### The problem
The answer should be each line from the entries below that has the word "Parser" in it.

(Source records)

__________________________________________________

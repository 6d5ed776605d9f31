//! VHI Lab - Vegetation Health Index dashboard & interactive harmonic signal viewer
//!
//! `fetch` downloads the raw per-province files, `prepare` consolidates them
//! into one dataset, and `gui` (the default) opens the desktop window.

mod charts;
mod config;
mod dashboard;
mod data;
mod gui;
mod signal;
mod stats;

use anyhow::Context;
use clap::{Parser, Subcommand, ValueEnum};
use config::AppConfig;
use data::{observations_to_frame, DataProcessor, DuplicatePolicy, ProvinceFetcher, RawCsvIngester};
use eframe::egui;
use gui::VhiLabApp;
use signal::SignalSession;
use std::path::PathBuf;

#[derive(Parser, Debug)]
#[command(name = "vhi_lab", version, about)]
struct Cli {
    /// JSON configuration file
    #[arg(long, global = true)]
    config: Option<PathBuf>,

    #[command(subcommand)]
    command: Option<Command>,
}

#[derive(Subcommand, Debug)]
enum Command {
    /// Open the dashboard and signal viewer
    Gui {
        /// Consolidated dataset to load on start
        #[arg(long)]
        dataset: Option<PathBuf>,
    },
    /// Download the raw per-province CSV files
    Fetch {
        /// Target directory (defaults to the configured raw directory)
        #[arg(long)]
        output: Option<PathBuf>,
    },
    /// Clean, merge and remap the raw files into one dataset
    Prepare {
        #[arg(long)]
        input: Option<PathBuf>,
        #[arg(long)]
        output: Option<PathBuf>,
        /// Overrides the configured duplicate policy
        #[arg(long, value_enum)]
        duplicates: Option<DuplicatesArg>,
    },
}

/// Command-line spelling of `DuplicatePolicy`.
#[derive(ValueEnum, Clone, Copy, Debug, PartialEq, Eq)]
enum DuplicatesArg {
    KeepAll,
    KeepFirst,
    KeepLast,
}

impl From<DuplicatesArg> for DuplicatePolicy {
    fn from(arg: DuplicatesArg) -> Self {
        match arg {
            DuplicatesArg::KeepAll => DuplicatePolicy::KeepAll,
            DuplicatesArg::KeepFirst => DuplicatePolicy::KeepFirst,
            DuplicatesArg::KeepLast => DuplicatePolicy::KeepLast,
        }
    }
}

fn main() -> anyhow::Result<()> {
    env_logger::Builder::from_env(env_logger::Env::default().default_filter_or("info")).init();

    let cli = Cli::parse();
    let config = AppConfig::load_or_default(cli.config.as_deref())?;

    match cli.command.unwrap_or(Command::Gui { dataset: None }) {
        Command::Gui { dataset } => run_gui(dataset.unwrap_or(config.dataset_path)),
        Command::Fetch { output } => {
            let dir = output.unwrap_or(config.raw_dir);
            let fetcher = ProvinceFetcher::new(config.fetch)?;
            let written = fetcher
                .fetch_all(&dir)
                .with_context(|| format!("Download into {} failed", dir.display()))?;
            log::info!("{} files saved to {}", written.len(), dir.display());
            Ok(())
        }
        Command::Prepare {
            input,
            output,
            duplicates,
        } => prepare(
            input.unwrap_or(config.raw_dir),
            output.unwrap_or(config.dataset_path),
            duplicates.map_or(config.duplicates, DuplicatePolicy::from),
        ),
    }
}

/// Ingest the raw directory, remap region ids and write the dataset.
fn prepare(input: PathBuf, output: PathBuf, duplicates: DuplicatePolicy) -> anyhow::Result<()> {
    let ingester = RawCsvIngester::new(duplicates)?;
    let rows = ingester
        .load_directory(&input)
        .with_context(|| format!("Cannot ingest {}", input.display()))?;

    let frame = observations_to_frame(&rows)?;
    let frame = DataProcessor::remap_region_ids(&frame)?;
    DataProcessor::write_dataset(&frame, &output)
        .with_context(|| format!("Cannot write {}", output.display()))?;

    log::info!("Dataset with {} rows written to {}", frame.height(), output.display());
    Ok(())
}

fn run_gui(dataset: PathBuf) -> anyhow::Result<()> {
    let session = SignalSession::new()?;

    // Configure native options
    let options = eframe::NativeOptions {
        viewport: egui::ViewportBuilder::default()
            .with_inner_size([1400.0, 850.0])
            .with_min_inner_size([1100.0, 700.0])
            .with_title("VHI Lab"),
        ..Default::default()
    };

    eframe::run_native(
        "VHI Lab",
        options,
        Box::new(move |cc| Ok(Box::new(VhiLabApp::new(cc, session, Some(dataset))))),
    )
    .map_err(|e| anyhow::anyhow!("GUI failed: {}", e))
}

__________________________________________________

### Answer to the exercise
use clap::{Parser, Subcommand, ValueEnum};
#[derive(Parser, Debug)]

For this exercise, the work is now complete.